One thing for which we can be grateful to the recession is in forcing radical rethinking across the whole segment in a way the smug, cash-rich noughties never contemplated. This is no longer just about efficiencies, it’s about dismantling Victorian machinery of government and making it fit for 21st century purpose. The fact that the Scottish Government promised to protect the health budget should not obscure that it is first in line. It is reprehensible that the NHS employs so many third-rate administrators while front-line nurse and midwife numbers are contracting as consultant numbers rise.
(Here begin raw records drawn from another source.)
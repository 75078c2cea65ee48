//! The static concept graph.
//!
//! Loaded once, validated fail-fast, then shared read-only across users.
//! Influence adjacency is precomputed at load time in both directions:
//! `incoming` feeds the diffusion neighbor mean, `outgoing` drives
//! assessment propagation.

use std::collections::{HashMap, HashSet};

use crate::error::{KnowledgeError, KnowledgeResult};
use crate::model::{ConceptEdge, ConceptNode, EdgeType};

/// One entry of an influence list.
#[derive(Debug, Clone, Copy, PartialEq)]
pub struct Influence {
    /// Index of the neighboring node in [`ConceptGraph::nodes`].
    pub neighbor: usize,
    pub weight: f64,
}

/// Validated, immutable concept graph.
#[derive(Debug, Clone)]
pub struct ConceptGraph {
    nodes: Vec<ConceptNode>,
    edges: Vec<ConceptEdge>,
    index: HashMap<String, usize>,
    /// Per node: the neighbors whose knowledge flows into it.
    incoming: Vec<Vec<Influence>>,
    /// Per node: the neighbors its knowledge flows into.
    outgoing: Vec<Vec<Influence>>,
}

impl ConceptGraph {
    /// Validate and index a node/edge list.
    ///
    /// Any dangling edge, self-loop, duplicate node id or out-of-range weight
    /// rejects the whole load.
    pub fn load(nodes: Vec<ConceptNode>, edges: Vec<ConceptEdge>) -> KnowledgeResult<Self> {
        let mut index = HashMap::with_capacity(nodes.len());
        for (i, node) in nodes.iter().enumerate() {
            if index.insert(node.id.clone(), i).is_some() {
                return Err(KnowledgeError::DuplicateNode(node.id.clone()));
            }
        }

        let mut incoming = vec![Vec::new(); nodes.len()];
        let mut outgoing = vec![Vec::new(); nodes.len()];

        for edge in &edges {
            if edge.source == edge.target {
                return Err(KnowledgeError::SelfLoop(edge.source.clone()));
            }
            let lookup = |id: &str| {
                index
                    .get(id)
                    .copied()
                    .ok_or_else(|| KnowledgeError::DanglingEdge {
                        source_id: edge.source.clone(),
                        target_id: edge.target.clone(),
                        missing: id.to_string(),
                    })
            };
            let s = lookup(&edge.source)?;
            let t = lookup(&edge.target)?;
            if !edge.weight.is_finite() || !(0.0..=1.0).contains(&edge.weight) {
                return Err(KnowledgeError::InvalidWeight {
                    source_id: edge.source.clone(),
                    target_id: edge.target.clone(),
                    weight: edge.weight,
                });
            }

            let w = edge.weight;
            incoming[t].push(Influence { neighbor: s, weight: w });
            outgoing[s].push(Influence { neighbor: t, weight: w });
            if edge.edge_type.is_bidirectional() {
                incoming[s].push(Influence { neighbor: t, weight: w });
                outgoing[t].push(Influence { neighbor: s, weight: w });
            }
        }

        tracing::info!(
            nodes = nodes.len(),
            edges = edges.len(),
            "concept graph loaded"
        );

        Ok(Self {
            nodes,
            edges,
            index,
            incoming,
            outgoing,
        })
    }

    /// All nodes, in load order.
    pub fn nodes(&self) -> &[ConceptNode] {
        &self.nodes
    }

    /// All edges, in load order.
    pub fn edges(&self) -> &[ConceptEdge] {
        &self.edges
    }

    pub fn len(&self) -> usize {
        self.nodes.len()
    }

    pub fn is_empty(&self) -> bool {
        self.nodes.is_empty()
    }

    /// Position of a node id in [`nodes`](Self::nodes).
    pub fn index_of(&self, id: &str) -> Option<usize> {
        self.index.get(id).copied()
    }

    pub fn node(&self, id: &str) -> Option<&ConceptNode> {
        self.index_of(id).map(|i| &self.nodes[i])
    }

    pub fn contains(&self, id: &str) -> bool {
        self.index.contains_key(id)
    }

    /// Like [`index_of`](Self::index_of), but unknown ids are an error.
    pub fn require(&self, id: &str) -> KnowledgeResult<usize> {
        self.index_of(id)
            .ok_or_else(|| KnowledgeError::NoSuchNode(id.to_string()))
    }

    /// Neighbors whose knowledge flows into node `idx`.
    pub fn incoming(&self, idx: usize) -> &[Influence] {
        &self.incoming[idx]
    }

    /// Neighbors that node `idx`'s knowledge flows into.
    pub fn outgoing(&self, idx: usize) -> &[Influence] {
        &self.outgoing[idx]
    }

    /// Prerequisite edges pointing into `node_id`.
    pub fn prerequisites(&self, node_id: &str) -> Vec<&ConceptEdge> {
        self.edges
            .iter()
            .filter(|e| e.target == node_id && e.edge_type == EdgeType::Prerequisite)
            .collect()
    }

    /// Prerequisite edges leaving `node_id`.
    pub fn dependents(&self, node_id: &str) -> Vec<&ConceptEdge> {
        self.edges
            .iter()
            .filter(|e| e.source == node_id && e.edge_type == EdgeType::Prerequisite)
            .collect()
    }

    /// Every edge touching `node_id` in either direction.
    pub fn edges_for_node(&self, node_id: &str) -> Vec<&ConceptEdge> {
        self.edges
            .iter()
            .filter(|e| e.source == node_id || e.target == node_id)
            .collect()
    }

    pub fn nodes_in_domain(&self, domain: &str) -> Vec<&ConceptNode> {
        self.nodes.iter().filter(|n| n.domain == domain).collect()
    }

    pub fn nodes_at_level(&self, level: u32) -> Vec<&ConceptNode> {
        self.nodes.iter().filter(|n| n.level == level).collect()
    }

    /// Unique domains in first-seen order.
    pub fn domains(&self) -> Vec<&str> {
        let mut seen = HashSet::new();
        self.nodes
            .iter()
            .map(|n| n.domain.as_str())
            .filter(|d| seen.insert(*d))
            .collect()
    }
}
//! Knowledge engine error types.
//!
//! These represent caller or input errors surfaced synchronously by graph
//! loading and by state operations. Nothing here is transient, so nothing is
//! retried.

use thiserror::Error;

/// Errors produced by the concept graph and the knowledge-state operations.
#[derive(Debug, Error, Clone, PartialEq)]
pub enum KnowledgeError {
    /// An edge references a node id that is not part of the graph.
    #[error("edge {source_id} -> {target_id} references unknown node: {missing}")]
    DanglingEdge {
        source_id: String,
        target_id: String,
        missing: String,
    },

    /// An edge points from a node to itself.
    #[error("self-loop on node: {0}")]
    SelfLoop(String),

    /// Two nodes share the same id.
    #[error("duplicate node id: {0}")]
    DuplicateNode(String),

    /// An edge weight is not a finite value in [0, 1].
    #[error("edge {source_id} -> {target_id} has invalid weight {weight}")]
    InvalidWeight {
        source_id: String,
        target_id: String,
        weight: f64,
    },

    /// A state operation referenced a node the graph does not contain.
    #[error("no such node: {0}")]
    NoSuchNode(String),

    /// An assessment result outside {0, 0.5, 1}.
    #[error("invalid assessment result {0}, expected 0, 0.5 or 1")]
    InvalidResult(f64),

    /// A diffusion rate outside [0, 1].
    #[error("invalid diffusion alpha {0}, expected a value in [0, 1]")]
    InvalidAlpha(f64),

    /// A per-hop propagation decay outside [0, 1].
    #[error("invalid decay factor {0}, expected a value in [0, 1]")]
    InvalidDecayFactor(f64),

    /// Another operation panicked while holding this user's state lock.
    #[error("state lock poisoned for user: {0}")]
    StateLockPoisoned(String),
}

impl KnowledgeError {
    /// Returns `true` if the error was raised while loading the graph.
    pub fn is_load_error(&self) -> bool {
        matches!(
            self,
            KnowledgeError::DanglingEdge { .. }
                | KnowledgeError::SelfLoop(_)
                | KnowledgeError::DuplicateNode(_)
                | KnowledgeError::InvalidWeight { .. }
        )
    }
}

/// Result alias for knowledge engine operations.
pub type KnowledgeResult<T> = Result<T, KnowledgeError>;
But the Commission’s plan to “break-up of the bureaucratic empires governing health and social care” begs a number of questions. Social Work is handled by individual councils and there is certainly an argument for merging such departments for economy of scale, as was once the case with Scotland’s regions. But the councils we have are notorious for being neither local, nor responsive and Health Boards are rightly cited as especially remote; they are large and have no accountability but to ministers. To take GCC Social Work and simply glue it onto Greater Glasgow Health Board would be a huge mistake, akin to cross-breeding a camel with a polar bear in the hope of producing a Snowcat.

There are really three issues that must be resolved. The first is that any public service must have real public accountability. The NHS, Enterprise and Water have none; Police and Fire might as well have none. Elected, city-scale bodies make the most sense in such cases, as they do for transport, strategic planning, social work and education. We have no such bodies. What we do have are are a rabble of little quango empires like SESTRANS that get little attention, not least because they achieve little.

But before we go resurrecting Strathclyde, the second vital element required is a huge cultural shift in the workforce. There are front-line workers across all public service who are unsung heroes. But too many, especially in distant offices, are petty despots of the “aye been” school of thinking. Even those with no malice show poor understanding of what the public needs—even less the relatively new (at least to Scotland) concept of customer service.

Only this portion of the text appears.